Les agglomérations antiques de Saint-Paulien et du Puy-en-Velay

elise nectouxPar Elise Nectoux.
Doctorante en archéologie gallo‐romaine sous la direction de F. Trément, Université B. Pascal de Clermont‐Ferrand II : « Les capitales vellaves, topographie urbaine, territoires et paysages (fin de l’âge du Fer – début du Moyen‐âge) ».

Pour l’année 2007, la principale activité menée autour des agglomérations antiques de Saint‐Paulien et du Puy‐en‐Velay a pris la forme d’une prospection thématique. Ce type d’opération a permis de tester différentes méthodes d’acquisition de données telles que la prospection pédestre, la prospection aérienne, le relevé de coupes, les sondages et les carottages (paléoenvironnement).

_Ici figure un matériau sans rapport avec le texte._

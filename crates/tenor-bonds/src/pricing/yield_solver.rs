//! Yield-to-maturity solver.
//!
//! Inverts price to yield with Newton-Raphson iteration on
//! `f(y) = price(y) - target_price`, using a central finite-difference
//! derivative. Non-convergence is an expected outcome for poorly
//! conditioned inputs, so it is reported in the result (`converged =
//! false`) rather than raised as an error; batch callers can keep going.
//!
//! # Example
//!
//! ```rust
//! use tenor_bonds::pricing::yield_solver::YieldSolver;
//! use tenor_bonds::spec::BondSpec;
//! use rust_decimal_macros::dec;
//!
//! let spec = BondSpec::new(dec!(1000), dec!(0.05), 5.0, 2).unwrap();
//! let result = YieldSolver::new().solve(&spec, dec!(957.35)).unwrap();
//! assert!(result.converged);
//! assert!((result.yield_value - 0.06).abs() < 1e-4);
//! ```

use log::debug;
use rust_decimal::prelude::ToPrimitive;
use rust_decimal::Decimal;
use serde::{Deserialize, Serialize};

use tenor_math::solvers::{newton_raphson_numerical, SolverConfig};
use tenor_math::MathError;

use crate::cashflows::CashFlowSchedule;
use crate::error::BondResult;
use crate::spec::BondSpec;

/// Result of a yield calculation.
///
/// Either a valid yield (`converged = true`) or an explicit failure;
/// `yield_value` is NaN only when the explicit flag says so.
#[derive(Debug, Clone, Copy, Serialize, Deserialize)]
pub struct YieldSolveResult {
    /// The calculated yield (as a decimal, e.g., 0.05 for 5%).
    pub yield_value: f64,
    /// Whether the iteration met the tolerance.
    pub converged: bool,
    /// Number of iterations used.
    pub iterations: u32,
    /// Final residual `price(yield) - target`.
    pub residual: f64,
}

impl YieldSolveResult {
    fn failed(iterations: u32, residual: f64) -> Self {
        Self {
            yield_value: f64::NAN,
            converged: false,
            iterations,
            residual,
        }
    }
}

/// Yield-to-maturity solver.
///
/// Newton-Raphson with a finite-difference derivative. The initial guess
/// defaults to the bond's coupon rate; callers may override it.
#[derive(Debug, Clone)]
pub struct YieldSolver {
    /// Solver configuration.
    config: SolverConfig,
    /// Caller-supplied starting point, if any.
    initial_guess: Option<f64>,
}

impl Default for YieldSolver {
    fn default() -> Self {
        Self::new()
    }
}

impl YieldSolver {
    /// Creates a new yield solver with default settings.
    ///
    /// Default tolerance: 1e-8
    /// Default max iterations: 100
    /// Default initial guess: the bond's coupon rate
    #[must_use]
    pub fn new() -> Self {
        Self {
            config: SolverConfig::default(),
            initial_guess: None,
        }
    }

    /// Sets the solver tolerance.
    #[must_use]
    pub fn with_tolerance(mut self, tolerance: f64) -> Self {
        self.config = self.config.with_tolerance(tolerance);
        self
    }

    /// Sets the maximum iterations.
    #[must_use]
    pub fn with_max_iterations(mut self, max_iterations: u32) -> Self {
        self.config = self.config.with_max_iterations(max_iterations);
        self
    }

    /// Overrides the initial guess.
    #[must_use]
    pub fn with_initial_guess(mut self, guess: f64) -> Self {
        self.initial_guess = Some(guess);
        self
    }

    /// Solves for the yield that prices `spec` at `target_price`.
    ///
    /// An economically impossible target (zero or negative) is reported as
    /// `converged = false` immediately, never as a negative yield presented
    /// as valid.
    ///
    /// # Errors
    ///
    /// Fails only on structural problems (a schedule that cannot be
    /// generated). Numerical non-convergence is carried in the result.
    pub fn solve(&self, spec: &BondSpec, target_price: Decimal) -> BondResult<YieldSolveResult> {
        let target = target_price.to_f64().unwrap_or(f64::NAN);
        if target.is_nan() || target <= 0.0 {
            debug!("yield solve rejected non-positive target price {target_price}");
            return Ok(YieldSolveResult::failed(0, f64::NAN));
        }

        let schedule = CashFlowSchedule::generate(spec)?;
        let compounding = spec.compounding();

        // Convert cash flows to f64 once for the iteration
        let cf_data: Vec<(f64, f64)> = schedule
            .iter()
            .map(|cf| (cf.time(), cf.amount().to_f64().unwrap_or(0.0)))
            .collect();

        let objective = |y: f64| {
            cf_data
                .iter()
                .map(|(time, amount)| amount * compounding.discount_factor(y, *time))
                .sum::<f64>()
                - target
        };

        let guess = self.initial_guess.unwrap_or_else(|| spec.coupon_rate_f64());

        match newton_raphson_numerical(&objective, guess, &self.config) {
            Ok(result) if result.root.is_finite() => Ok(YieldSolveResult {
                yield_value: result.root,
                converged: true,
                iterations: result.iterations,
                residual: result.residual,
            }),
            Ok(result) => {
                debug!("yield solve produced non-finite root after {} iterations", result.iterations);
                Ok(YieldSolveResult::failed(result.iterations, result.residual))
            }
            Err(MathError::ConvergenceFailed {
                iterations,
                residual,
            }) => {
                debug!("yield solve exhausted {iterations} iterations (residual {residual:.2e})");
                Ok(YieldSolveResult::failed(iterations, residual))
            }
            Err(MathError::DivisionByZero {
                value,
                iterations,
                residual,
            }) => {
                debug!("yield solve hit flat derivative ({value:.2e}) after {iterations} iterations");
                Ok(YieldSolveResult::failed(iterations, residual))
            }
            Err(err) => Err(err.into()),
        }
    }
}
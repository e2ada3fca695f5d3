//! Error types for core operations.

use thiserror::Error;

/// A specialized Result type for core operations.
pub type CoreResult<T> = Result<T, CoreError>;

/// Errors that can occur during core operations.
#[derive(Error, Debug, Clone)]
pub enum CoreError {
    /// Invalid input parameter.
    #[error("Invalid input: {reason}")]
    InvalidInput {
        /// Description of the invalid input.
        reason: String,
    },

    /// Calendar dates are inconsistently ordered.
    #[error("Invalid date range: {reason}")]
    InvalidDateRange {
        /// Description of the ordering violation.
        reason: String,
    },
}

impl CoreError {
    /// Creates an invalid input error.
    #[must_use]
    pub fn invalid_input(reason: impl Into<String>) -> Self {
        Self::InvalidInput {
            reason: reason.into(),
        }
    }

    /// Creates an invalid date range error.
    #[must_use]
    pub fn invalid_date_range(reason: impl Into<String>) -> Self {
        Self::InvalidDateRange {
            reason: reason.into(),
        }
    }
}

#[cfg(test)]
mod tests {
    use super::*;

    #[test]
    fn test_error_display() {
        let err = CoreError::invalid_date_range("settlement before last coupon");
        assert!(err.to_string().contains("settlement before last coupon"));
    }
}
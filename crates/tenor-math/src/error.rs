//! Error types for mathematical operations.

use thiserror::Error;

/// A specialized Result type for mathematical operations.
pub type MathResult<T> = Result<T, MathError>;

/// Errors that can occur during mathematical operations.
#[derive(Error, Debug, Clone)]
pub enum MathError {
    /// Root-finding algorithm failed to converge.
    #[error("Convergence failed after {iterations} iterations (residual: {residual:.2e})")]
    ConvergenceFailed {
        /// Number of iterations attempted.
        iterations: u32,
        /// Final residual value.
        residual: f64,
    },

    /// Derivative too close to zero to take a Newton step.
    #[error("Near-zero derivative {value:.2e} after {iterations} iterations")]
    DivisionByZero {
        /// The near-zero derivative value.
        value: f64,
        /// Iterations completed before the flat region was reached.
        iterations: u32,
        /// Function value at the point where iteration stopped.
        residual: f64,
    },

    /// Invalid input parameter.
    #[error("Invalid input: {reason}")]
    InvalidInput {
        /// Description of the invalid input.
        reason: String,
    },
}

impl MathError {
    /// Creates a convergence failed error.
    #[must_use]
    pub fn convergence_failed(iterations: u32, residual: f64) -> Self {
        Self::ConvergenceFailed {
            iterations,
            residual,
        }
    }

    /// Creates an invalid input error.
    #[must_use]
    pub fn invalid_input(reason: impl Into<String>) -> Self {
        Self::InvalidInput {
            reason: reason.into(),
        }
    }
}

La problématique de cette recherche porte sur les dynamiques spatiales et économiques des deux agglomérations pendant l’antiquité, et a pour but d’apporter un nouvel éclairage sur le transfert de chef‐lieu de cité de la fin de l’antiquité. En effet, le Velay a connu une évolution de l’organisation de son territoire pendant l’antiquité et au début de l’époque médiévale, qui reste mystérieuse. La capitale du Haut‐Empire, Ruessium (Saint‐Paulien), a été déclassée à la fin de l’antiquité au profit d’Anicium (Le Puy‐en‐Velay), sans que l’on connaisse aujourd’hui les raisons et la date de ce changement. Le colloque organisé en 2001 par A. Ferdière (2004) a clairement posé cette question et mis en évidence les disparités régionales concernant les raisons de ce basculement. Les rares textes concernant le Velay ne peuvent élucider la question. Comment s’est formé le chef‐lieu de cité du Haut‐ Empire (Ruessium, Saint‐Paulien), et dans quel contexte ? Quelle a été son évolution, en parallèle à l’ascension d’Anicium (Le Puy‐en‐Velay) ?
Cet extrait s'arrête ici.